Records excerpted from a collection
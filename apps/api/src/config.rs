use anyhow::{Context, Result};

/// Application configuration loaded from environment variables.
/// Required variables abort startup when missing; per-collaborator API keys
/// default to empty, and the owning service skips itself when unconfigured.
#[derive(Debug, Clone)]
pub struct Config {
    pub database_url: String,
    pub redis_url: String,

    /// JWT signing secret.
    pub secret_key: String,
    pub access_token_expire_minutes: i64,
    /// Matching email grants admin access even without the superuser flag.
    pub admin_email: String,

    // OAuth identity providers
    pub google_client_id: String,
    pub google_client_secret: String,
    pub linkedin_client_id: String,
    pub linkedin_client_secret: String,

    // Conferencing (Zoom server-to-server OAuth)
    pub zoom_account_id: String,
    pub zoom_client_id: String,
    pub zoom_client_secret: String,

    // Google Calendar (separate credentials from the identity provider)
    pub google_calendar_client_id: String,
    pub google_calendar_client_secret: String,
    pub google_refresh_token: String,
    pub google_calendar_id: String,

    // Outbound notifications
    pub resend_api_key: String,
    pub from_email: String,
    pub twilio_account_sid: String,
    pub twilio_auth_token: String,
    pub twilio_from_number: String,

    // AI brief generation
    pub anthropic_api_key: String,

    pub frontend_url: String,
    pub backend_url: String,
    pub port: u16,
    pub rust_log: String,
}

impl Config {
    pub fn from_env() -> Result<Self> {
        dotenvy::dotenv().ok(); // load .env if present; ignore if missing

        Ok(Config {
            database_url: require_env("DATABASE_URL")?,
            redis_url: require_env("REDIS_URL")?,
            secret_key: require_env("SECRET_KEY")?,
            access_token_expire_minutes: env_or("ACCESS_TOKEN_EXPIRE_MINUTES", "1440")
                .parse::<i64>()
                .context("ACCESS_TOKEN_EXPIRE_MINUTES must be a number of minutes")?,
            admin_email: env_or("ADMIN_EMAIL", ""),
            google_client_id: env_or("GOOGLE_CLIENT_ID", ""),
            google_client_secret: env_or("GOOGLE_CLIENT_SECRET", ""),
            linkedin_client_id: env_or("LINKEDIN_CLIENT_ID", ""),
            linkedin_client_secret: env_or("LINKEDIN_CLIENT_SECRET", ""),
            zoom_account_id: env_or("ZOOM_ACCOUNT_ID", ""),
            zoom_client_id: env_or("ZOOM_CLIENT_ID", ""),
            zoom_client_secret: env_or("ZOOM_CLIENT_SECRET", ""),
            google_calendar_client_id: env_or("GOOGLE_CALENDAR_CLIENT_ID", ""),
            google_calendar_client_secret: env_or("GOOGLE_CALENDAR_CLIENT_SECRET", ""),
            google_refresh_token: env_or("GOOGLE_REFRESH_TOKEN", ""),
            google_calendar_id: env_or("GOOGLE_CALENDAR_ID", "primary"),
            resend_api_key: env_or("RESEND_API_KEY", ""),
            from_email: env_or("FROM_EMAIL", "hello@ryzerecruiting.com"),
            twilio_account_sid: env_or("TWILIO_ACCOUNT_SID", ""),
            twilio_auth_token: env_or("TWILIO_AUTH_TOKEN", ""),
            twilio_from_number: env_or("TWILIO_FROM_NUMBER", ""),
            anthropic_api_key: env_or("ANTHROPIC_API_KEY", ""),
            frontend_url: env_or("FRONTEND_URL", "http://localhost:3000"),
            backend_url: env_or("BACKEND_URL", "http://localhost:8000"),
            port: env_or("PORT", "8080")
                .parse::<u16>()
                .context("PORT must be a valid port number")?,
            rust_log: env_or("RUST_LOG", "info"),
        })
    }
}

fn require_env(key: &str) -> Result<String> {
    std::env::var(key).with_context(|| format!("Required environment variable '{key}' is not set"))
}

fn env_or(key: &str, default: &str) -> String {
    std::env::var(key).unwrap_or_else(|_| default.to_string())
}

__EXERCISE REQUIREMENTS__: Of the lines above, output exactly those from the line bearing "OAuth identity providers" through the line bearing "(Zoom server-to-server OAuth)", inclusive.

__TASK RESULT__:
    // OAuth identity providers
    pub google_client_id: String,
    pub google_client_secret: String,
    pub linkedin_client_id: String,
    pub linkedin_client_secret: String,

    // Conferencing (Zoom server-to-server OAuth)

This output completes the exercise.